▶ TASK TO CARRY OUT
Everything from the line containing "rounds up before" through the line containing "deadline, replacing any" should be repeated exactly, and nothing else from the data.

▶ EXTRACTED DATA
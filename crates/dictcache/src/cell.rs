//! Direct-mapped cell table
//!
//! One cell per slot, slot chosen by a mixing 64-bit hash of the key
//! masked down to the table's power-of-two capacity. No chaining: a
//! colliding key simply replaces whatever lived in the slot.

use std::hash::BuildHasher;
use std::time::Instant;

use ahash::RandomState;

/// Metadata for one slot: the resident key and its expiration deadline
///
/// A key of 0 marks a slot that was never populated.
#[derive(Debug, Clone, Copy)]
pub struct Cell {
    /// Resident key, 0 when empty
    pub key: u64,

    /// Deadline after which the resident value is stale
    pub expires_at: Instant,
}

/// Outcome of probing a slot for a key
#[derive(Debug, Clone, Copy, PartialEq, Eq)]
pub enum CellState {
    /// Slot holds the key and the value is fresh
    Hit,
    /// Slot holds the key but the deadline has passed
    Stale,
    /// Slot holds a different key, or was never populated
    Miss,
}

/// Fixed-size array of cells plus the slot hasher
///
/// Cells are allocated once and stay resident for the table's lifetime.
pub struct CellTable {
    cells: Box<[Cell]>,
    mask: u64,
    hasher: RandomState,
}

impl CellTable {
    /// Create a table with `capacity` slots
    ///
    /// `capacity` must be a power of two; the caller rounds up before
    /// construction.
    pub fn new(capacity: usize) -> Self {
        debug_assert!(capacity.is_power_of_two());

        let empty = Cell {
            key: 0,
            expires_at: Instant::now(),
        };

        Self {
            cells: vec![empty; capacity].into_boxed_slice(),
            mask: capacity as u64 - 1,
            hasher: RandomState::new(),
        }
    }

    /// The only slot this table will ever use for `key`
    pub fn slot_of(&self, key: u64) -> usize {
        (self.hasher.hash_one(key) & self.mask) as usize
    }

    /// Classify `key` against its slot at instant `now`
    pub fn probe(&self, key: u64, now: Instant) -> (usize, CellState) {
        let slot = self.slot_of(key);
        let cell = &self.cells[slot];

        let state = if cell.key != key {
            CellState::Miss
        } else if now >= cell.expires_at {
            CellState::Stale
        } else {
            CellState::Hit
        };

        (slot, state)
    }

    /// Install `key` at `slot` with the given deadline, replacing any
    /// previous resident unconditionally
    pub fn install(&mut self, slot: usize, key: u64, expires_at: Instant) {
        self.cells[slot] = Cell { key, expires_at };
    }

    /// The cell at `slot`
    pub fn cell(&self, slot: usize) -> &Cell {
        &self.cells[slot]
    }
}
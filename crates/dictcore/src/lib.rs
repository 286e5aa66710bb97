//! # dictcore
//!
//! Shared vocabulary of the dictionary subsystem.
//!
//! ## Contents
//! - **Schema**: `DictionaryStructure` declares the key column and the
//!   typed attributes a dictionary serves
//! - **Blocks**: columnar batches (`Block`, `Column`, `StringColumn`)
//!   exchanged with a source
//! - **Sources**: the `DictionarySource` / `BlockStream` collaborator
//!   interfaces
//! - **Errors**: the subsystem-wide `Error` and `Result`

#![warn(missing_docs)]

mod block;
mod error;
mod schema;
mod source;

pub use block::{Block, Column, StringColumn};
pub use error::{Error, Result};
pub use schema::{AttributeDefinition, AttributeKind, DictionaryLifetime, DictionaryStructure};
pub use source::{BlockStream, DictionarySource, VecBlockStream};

--

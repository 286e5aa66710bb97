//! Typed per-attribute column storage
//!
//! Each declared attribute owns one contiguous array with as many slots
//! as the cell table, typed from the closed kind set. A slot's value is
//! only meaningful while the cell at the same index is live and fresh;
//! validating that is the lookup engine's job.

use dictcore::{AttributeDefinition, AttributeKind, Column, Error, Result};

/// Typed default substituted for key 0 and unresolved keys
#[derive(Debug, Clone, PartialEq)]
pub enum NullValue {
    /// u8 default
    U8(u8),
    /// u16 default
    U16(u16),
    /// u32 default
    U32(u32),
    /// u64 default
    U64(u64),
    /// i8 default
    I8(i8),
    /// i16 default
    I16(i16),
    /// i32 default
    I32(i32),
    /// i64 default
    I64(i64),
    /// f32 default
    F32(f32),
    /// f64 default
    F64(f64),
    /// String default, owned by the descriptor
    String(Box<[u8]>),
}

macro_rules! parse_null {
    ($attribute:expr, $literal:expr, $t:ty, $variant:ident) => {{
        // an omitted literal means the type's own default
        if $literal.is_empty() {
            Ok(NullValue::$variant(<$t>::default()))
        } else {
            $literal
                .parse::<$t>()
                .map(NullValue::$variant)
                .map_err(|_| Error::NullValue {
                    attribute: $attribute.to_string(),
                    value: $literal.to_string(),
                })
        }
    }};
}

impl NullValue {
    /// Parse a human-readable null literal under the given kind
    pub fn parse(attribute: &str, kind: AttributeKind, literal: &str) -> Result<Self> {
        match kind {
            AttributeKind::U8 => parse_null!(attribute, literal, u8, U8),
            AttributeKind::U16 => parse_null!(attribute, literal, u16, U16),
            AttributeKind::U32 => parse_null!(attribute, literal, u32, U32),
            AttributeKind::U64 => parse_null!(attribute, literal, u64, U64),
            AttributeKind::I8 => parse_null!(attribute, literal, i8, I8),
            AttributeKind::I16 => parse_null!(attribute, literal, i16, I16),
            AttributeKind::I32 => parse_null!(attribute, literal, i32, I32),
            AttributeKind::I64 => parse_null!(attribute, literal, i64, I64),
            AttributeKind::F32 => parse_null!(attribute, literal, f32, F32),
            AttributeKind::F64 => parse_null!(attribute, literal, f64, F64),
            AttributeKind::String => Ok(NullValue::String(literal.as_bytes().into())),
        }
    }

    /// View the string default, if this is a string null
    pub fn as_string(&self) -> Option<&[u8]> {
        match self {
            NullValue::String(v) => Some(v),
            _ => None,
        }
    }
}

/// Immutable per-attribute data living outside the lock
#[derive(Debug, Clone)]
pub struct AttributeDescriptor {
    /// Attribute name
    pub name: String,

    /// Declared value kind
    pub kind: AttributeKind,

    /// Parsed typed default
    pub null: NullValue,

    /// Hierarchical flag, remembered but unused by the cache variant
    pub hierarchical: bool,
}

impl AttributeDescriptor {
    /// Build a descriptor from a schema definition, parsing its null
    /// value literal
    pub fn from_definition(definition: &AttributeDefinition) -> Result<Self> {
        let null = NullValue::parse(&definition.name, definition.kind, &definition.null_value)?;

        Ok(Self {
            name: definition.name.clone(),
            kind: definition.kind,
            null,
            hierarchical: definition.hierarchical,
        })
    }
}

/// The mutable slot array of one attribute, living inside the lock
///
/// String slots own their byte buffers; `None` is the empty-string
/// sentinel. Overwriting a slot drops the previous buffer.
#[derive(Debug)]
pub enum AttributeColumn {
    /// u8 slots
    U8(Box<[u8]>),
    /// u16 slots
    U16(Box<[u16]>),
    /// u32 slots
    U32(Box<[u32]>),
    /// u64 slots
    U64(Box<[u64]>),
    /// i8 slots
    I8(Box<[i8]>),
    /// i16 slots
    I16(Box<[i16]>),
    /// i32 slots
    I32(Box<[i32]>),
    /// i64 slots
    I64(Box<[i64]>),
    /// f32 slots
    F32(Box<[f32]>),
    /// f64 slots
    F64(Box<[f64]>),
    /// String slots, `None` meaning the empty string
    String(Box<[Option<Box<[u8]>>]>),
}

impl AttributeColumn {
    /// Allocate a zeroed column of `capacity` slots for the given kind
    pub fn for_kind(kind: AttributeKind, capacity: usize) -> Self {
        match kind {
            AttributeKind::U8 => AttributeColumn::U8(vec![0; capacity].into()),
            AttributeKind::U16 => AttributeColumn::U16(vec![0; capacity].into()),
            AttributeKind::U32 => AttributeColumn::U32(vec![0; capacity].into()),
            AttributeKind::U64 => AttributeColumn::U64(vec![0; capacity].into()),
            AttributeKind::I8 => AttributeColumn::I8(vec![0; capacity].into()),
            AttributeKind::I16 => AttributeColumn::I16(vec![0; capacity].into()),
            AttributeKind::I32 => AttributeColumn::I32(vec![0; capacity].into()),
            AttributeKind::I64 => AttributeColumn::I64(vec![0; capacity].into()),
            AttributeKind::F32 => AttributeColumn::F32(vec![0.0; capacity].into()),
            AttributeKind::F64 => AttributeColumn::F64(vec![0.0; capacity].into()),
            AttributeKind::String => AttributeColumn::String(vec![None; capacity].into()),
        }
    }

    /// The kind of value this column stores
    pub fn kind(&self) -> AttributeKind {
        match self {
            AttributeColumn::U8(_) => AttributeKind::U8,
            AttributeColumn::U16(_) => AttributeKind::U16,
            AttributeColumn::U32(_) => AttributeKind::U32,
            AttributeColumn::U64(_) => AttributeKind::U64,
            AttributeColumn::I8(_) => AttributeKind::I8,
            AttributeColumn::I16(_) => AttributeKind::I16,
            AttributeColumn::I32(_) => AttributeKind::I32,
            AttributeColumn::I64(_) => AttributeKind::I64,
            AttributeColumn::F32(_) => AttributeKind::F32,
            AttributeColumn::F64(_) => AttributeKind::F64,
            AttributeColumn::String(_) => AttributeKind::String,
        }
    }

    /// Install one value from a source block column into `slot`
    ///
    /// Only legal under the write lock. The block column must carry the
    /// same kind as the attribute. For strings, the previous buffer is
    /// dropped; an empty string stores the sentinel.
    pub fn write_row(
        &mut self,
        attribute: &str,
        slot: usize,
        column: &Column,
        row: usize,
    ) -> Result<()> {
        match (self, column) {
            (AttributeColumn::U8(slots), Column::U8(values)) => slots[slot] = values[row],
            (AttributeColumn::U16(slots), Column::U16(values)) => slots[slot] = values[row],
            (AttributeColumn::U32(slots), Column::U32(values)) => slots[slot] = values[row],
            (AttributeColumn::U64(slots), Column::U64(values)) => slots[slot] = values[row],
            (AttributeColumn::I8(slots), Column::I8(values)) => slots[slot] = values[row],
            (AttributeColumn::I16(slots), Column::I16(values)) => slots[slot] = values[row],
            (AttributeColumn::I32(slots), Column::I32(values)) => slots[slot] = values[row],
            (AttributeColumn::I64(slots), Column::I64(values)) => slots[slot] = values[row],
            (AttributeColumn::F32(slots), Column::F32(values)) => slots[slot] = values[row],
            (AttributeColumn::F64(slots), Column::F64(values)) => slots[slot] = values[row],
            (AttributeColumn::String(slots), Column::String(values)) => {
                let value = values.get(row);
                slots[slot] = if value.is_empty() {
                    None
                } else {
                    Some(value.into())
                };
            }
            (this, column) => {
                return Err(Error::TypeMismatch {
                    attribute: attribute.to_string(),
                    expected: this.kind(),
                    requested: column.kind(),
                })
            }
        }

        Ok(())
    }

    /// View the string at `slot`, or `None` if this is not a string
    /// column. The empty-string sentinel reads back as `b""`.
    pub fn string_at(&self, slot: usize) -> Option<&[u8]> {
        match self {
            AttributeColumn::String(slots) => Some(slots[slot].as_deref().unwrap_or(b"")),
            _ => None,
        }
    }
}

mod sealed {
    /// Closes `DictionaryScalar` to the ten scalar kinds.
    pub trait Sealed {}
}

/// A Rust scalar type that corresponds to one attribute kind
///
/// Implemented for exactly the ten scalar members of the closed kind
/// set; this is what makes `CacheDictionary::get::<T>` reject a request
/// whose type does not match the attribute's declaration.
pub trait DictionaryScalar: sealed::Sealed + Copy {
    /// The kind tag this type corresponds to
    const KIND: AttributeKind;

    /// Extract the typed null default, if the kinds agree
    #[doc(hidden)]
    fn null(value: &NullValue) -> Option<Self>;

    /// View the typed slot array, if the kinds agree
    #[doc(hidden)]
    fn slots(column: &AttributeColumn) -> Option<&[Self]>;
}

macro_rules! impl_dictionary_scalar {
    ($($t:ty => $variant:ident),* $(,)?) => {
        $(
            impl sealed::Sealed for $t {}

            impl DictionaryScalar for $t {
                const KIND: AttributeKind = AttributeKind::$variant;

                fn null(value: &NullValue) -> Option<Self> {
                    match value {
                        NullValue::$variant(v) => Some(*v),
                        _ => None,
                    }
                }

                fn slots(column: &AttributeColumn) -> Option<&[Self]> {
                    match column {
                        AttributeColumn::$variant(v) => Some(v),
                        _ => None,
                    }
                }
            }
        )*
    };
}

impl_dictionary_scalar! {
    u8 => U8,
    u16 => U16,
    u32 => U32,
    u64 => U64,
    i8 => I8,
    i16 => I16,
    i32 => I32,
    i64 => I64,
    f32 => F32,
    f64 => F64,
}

▶ ANSWER BOX
    /// `capacity` must be a power of two; the caller rounds up before
    /// construction.
    pub fn new(capacity: usize) -> Self {
        debug_assert!(capacity.is_power_of_two());

        let empty = Cell {
            key: 0,
            expires_at: Instant::now(),
        };

        Self {
            cells: vec![empty; capacity].into_boxed_slice(),
            mask: capacity as u64 - 1,
            hasher: RandomState::new(),
        }
    }

    /// The only slot this table will ever use for `key`
    pub fn slot_of(&self, key: u64) -> usize {
        (self.hasher.hash_one(key) & self.mask) as usize
    }

    /// Classify `key` against its slot at instant `now`
    pub fn probe(&self, key: u64, now: Instant) -> (usize, CellState) {
        let slot = self.slot_of(key);
        let cell = &self.cells[slot];

        let state = if cell.key != key {
            CellState::Miss
        } else if now >= cell.expires_at {
            CellState::Stale
        } else {
            CellState::Hit
        };

        (slot, state)
    }

    /// Install `key` at `slot` with the given deadline, replacing any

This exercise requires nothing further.